As the weather got a touch colder, I would normally have started to wear leggings, but of course, I would then lose all the benefits of not wearing panties. I used to wear leggings a lot (as my legs get cold) and occasionally wore trousers (never wore tights anyway). My husband found the solution for my cold legs – thicker stockings. We’ve also bought proper old-fashioned suspenders with metal clips, as they are much more robust for daily wear than plastic clips. I also love the fact that the metal clips show through a tight dress, so everyone knows you are wearing stockings.

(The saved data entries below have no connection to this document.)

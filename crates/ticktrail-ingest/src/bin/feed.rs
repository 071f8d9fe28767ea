//! Replay a JSONL telemetry capture against a running ingest service.
//!
//! Each non-empty line is sent as one datagram. With `--check`, lines are
//! first run through the decoder and rejected ones are reported and skipped
//! instead of sent.

use std::net::SocketAddr;
use std::path::PathBuf;
use std::process::ExitCode;
use std::time::Duration;

use clap::Parser;
use ticktrail_core::decoder::{Decoder, DecoderOptions, PositionPolicy};
use tokio::io::{AsyncBufReadExt, BufReader};
use tokio::net::UdpSocket;
use tracing::{error, info, warn};
use tracing_subscriber::EnvFilter;

/// Send a JSONL telemetry file to `ticktrail-ingest` over UDP.
#[derive(Debug, Parser)]
#[command(name = "ticktrail-feed", version)]
struct Args {
    /// File with one telemetry record per line.
    file: PathBuf,

    /// Ingress address to send to.
    #[arg(long, default_value = "127.0.0.1:10666")]
    target: SocketAddr,

    /// Pause between datagrams, in microseconds.
    #[arg(long, default_value_t = 0)]
    delay_us: u64,

    /// Decode each line locally and skip the ones the service would reject.
    #[arg(long)]
    check: bool,
}

/// Lines sent and skipped.
#[derive(Debug, Default, Clone, Copy)]
struct FeedTotals {
    sent: u64,
    skipped: u64,
}

#[tokio::main]
async fn main() -> ExitCode {
    tracing_subscriber::fmt()
        .with_env_filter(
            EnvFilter::try_from_default_env().unwrap_or_else(|_| EnvFilter::new("info")),
        )
        .with_target(true)
        .init();

    let args = Args::parse();
    match feed(&args).await {
        Ok(totals) => {
            info!(
                sent = totals.sent,
                skipped = totals.skipped,
                target = %args.target,
                "replay complete"
            );
            ExitCode::SUCCESS
        }
        Err(e) => {
            error!(error = %e, file = %args.file.display(), "replay failed");
            ExitCode::FAILURE
        }
    }
}

async fn feed(args: &Args) -> std::io::Result<FeedTotals> {
    let file = tokio::fs::File::open(&args.file).await?;
    let bind: SocketAddr = if args.target.is_ipv4() {
        SocketAddr::from(([0, 0, 0, 0], 0))
    } else {
        SocketAddr::from(([0_u16; 8], 0))
    };
    let socket = UdpSocket::bind(bind).await?;
    let decoder = Decoder::new(DecoderOptions {
        target_position: PositionPolicy::Optional,
    });
    let delay = Duration::from_micros(args.delay_us);

    let mut totals = FeedTotals::default();
    let mut lines = BufReader::new(file).lines();
    let mut line_no = 0_u64;
    while let Some(line) = lines.next_line().await? {
        line_no = line_no.saturating_add(1);
        let line = line.trim();
        if line.is_empty() {
            continue;
        }
        let rejected = if args.check {
            decoder.decode(line.as_bytes()).err()
        } else {
            None
        };
        if let Some(rejection) = rejected {
            warn!(line = line_no, reason = %rejection.reason, "skipping record");
            totals.skipped = totals.skipped.saturating_add(1);
            continue;
        }
        socket.send_to(line.as_bytes(), args.target).await?;
        totals.sent = totals.sent.saturating_add(1);
        if !delay.is_zero() {
            tokio::time::sleep(delay).await;
        }
    }
    Ok(totals)
}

Weird isn’t it – I hated VPL, but I love my suspender clips showing.

So, armed with thicker stockings, I set about removing from my wardrobe any other item of clothing that touches my cunt. (Of course, apart from my wetting attire, I will also have to wear a swimsuit if naked swimming isn’t an option). All my leggings, trousers and shorts were packed away, and for the last month, I have only worn dresses, skirts, and stockings (for below the waist attire), meaning that for the entire month, I’ve had that fully exposed feeling, which I get a massive thrill from. I love the fact that I could be caught out by a gust of wind at any time – it makes me feel extra naughty.

So, I embark on my third pantyless month with no particular target in mind. I could see this going on for years. I just love feeling naughty, I adore feeling totally exposed under my skirt, I thrive on feeling horny, I love the smile on my husband’s face as I flash at him, and I love how much more freedom he has to play with me unhindered by what for me is now a pretty useless garment. I just love being pantyless!